There is growing evidence of gender differences in ASD symptoms [40]. In our study, girls with ASD exhibited GI problems more frequently than boys; 70.6% of girls but only 44.5% of boys had problems several times per week or daily. As found on bivariate analysis stratified by gender, among boys, those who scored by one unit more on the Likert scale of GI symptoms were, on average, at 1.39 times higher risk of being classified with ASD, compared to those in the reference GI category (free of GI problems). In girls, an increase by one unit on the Likert scale of GI symptoms was associated with a 2.55 times higher risk of having an ASD, compared to those in the reference GI category. Modifying effect of gender on this relationship was also confirmed in the multivariable analysis. This finding suggests that presence and severity of GI symptoms may be a supplementary biomarker in diagnosing ASD in girls. More investigation is needed for explanation of this observation. Kushak and Winter [41] suggested that intestinal microbiota that is believed to interact with sex hormones is a factor associated with higher ASD prevalence in boys. Thus, we may hypothesize that gut microbiota might contribute also to gender differences in GI symptoms. Still, due to limited number of girls in our sample, this finding needs to be interpreted with caution.

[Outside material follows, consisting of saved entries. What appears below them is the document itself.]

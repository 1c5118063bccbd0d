//! Status tracker
//!
//! The only code that changes [`Status`]. Each reconcile call records at
//! most one [`Outcome`], taking the previous status by value and returning
//! the next one.

use chrono::{DateTime, SecondsFormat, Utc};

use http_provider_common::crd::{Cache, HttpResponse, RequestDetails};

use crate::model::Status;

/// What happened during one reconcile call
#[derive(Clone, Debug, Default, PartialEq)]
pub struct Outcome {
    /// Request that was dispatched, if any
    pub request: Option<RequestDetails>,
    /// Response received, if any
    pub response: Option<HttpResponse>,
    /// Whether the resource is in the desired state
    pub synced: bool,
    /// Failure message when the call ended in error
    pub error: Option<String>,
}

impl Outcome {
    /// A call that received a response without error
    pub fn completed(request: RequestDetails, response: HttpResponse, synced: bool) -> Self {
        Self {
            request: Some(request),
            response: Some(response),
            synced,
            error: None,
        }
    }

    /// A call that ended in error
    pub fn failed(
        request: Option<RequestDetails>,
        response: Option<HttpResponse>,
        error: impl ToString,
    ) -> Self {
        Self {
            request,
            response,
            synced: false,
            error: Some(error.to_string()),
        }
    }
}

/// Applies outcomes to status
pub struct StatusTracker;

impl StatusTracker {
    /// Record `outcome` onto `status` at time `now`
    ///
    /// - `requestDetails` mirrors the dispatched request
    /// - an error increments `failed` and sets `error`
    /// - `synced` resets `failed` to zero and clears `error`, winning over an error
    /// - a received response, of any status code, refreshes `response` and `cache`
    /// - `lastReconcileTime` is always set
    pub fn record(mut status: Status, outcome: Outcome, now: DateTime<Utc>) -> Status {
        let timestamp = now.to_rfc3339_opts(SecondsFormat::Secs, true);

        if let Some(request) = outcome.request {
            status.request_details = request;
        }

        if let Some(message) = outcome.error {
            status.failed = status.failed.saturating_add(1);
            status.error = message;
        }

        status.synced = outcome.synced;
        if outcome.synced {
            status.failed = 0;
            status.error.clear();
        }

        if let Some(response) = outcome.response {
            status.cache = Cache {
                last_updated: timestamp.clone(),
                response: response.clone(),
            };
            status.response = response;
        }

        status.last_reconcile_time = Some(timestamp);
        status
    }
}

4.2. Food Selectivity and Mealtime Problems

Food selectivity resulting in imbalances in the diet composition may be a factor contributing to GI problems, at least in a proportion of individuals with ASD [12]. In our study, significant correlation between severity of GI symptoms with food selectivity and mealtime problems was found. Similarly, in our earlier survey, children with ASD who were food selective, had more GI symptoms compared to children free of food selectivity [42].
About 70% of children with ASD are reported to have some feeding problems [17]. Besides the “picky eating”, other undesirable mealtime behaviors observed in ASD, such as adherence to routines, resistance to new or non-preferred foods, or tantrums have been shown to adversely influence the diet composition of many children with ASD [17]. In our sample with ASD, high rates of problem behavior related to food intake were demonstrated in boys and girls of all ages that correlated with severity of ASD symptoms in ADI-R domains. There is evidence that feeding problems in ASD are of multifactorial origin, and they appear to be associated with the core behavioral characteristics of ASD. They reflect repetitiveness and preference for sameness, ritualism, unusual interest in sensory properties of food, but also diminished responsiveness to social reward, and increased reactivity in response to frustration [17,43].
To some extent, food selectivity and feeding disorders are present in neurotypical children, but they are more severe in ASD [44]. A study revealed that in ASD, the “picky eating” appears at early age and escalates more quickly than in typically developing children [43]. The food aversion does not resolve over time as the child develops, therefore it is not recommended to wait for the difficulties to disappear or that the child will “grow out of the problem” [45,46].
The most frequently omitted food group is vegetables, followed by fruits [16,42]. Selective children with ASD often prefer foods with low nutritional value and high in fat, salt, and sugar [19]. Children with ASD were shown to have a lower protein intake, and their diets may be low in micronutrients [47,48]. Food variety has been shown to be a predictor of nutritional status of children with ASD [49]. Mealtime problems and unusual dietary patterns are one of the factors contributing not only to undernutrition, but also to higher risk of obesity in children with ASD [50].
Feeding problems in ASD may remain unattended by the healthcare providers. This is because selective eating patterns are not necessarily associated with higher risk for growth retardation that is a marker of nutritional deficits and triggers clinical attention of pediatricians [18].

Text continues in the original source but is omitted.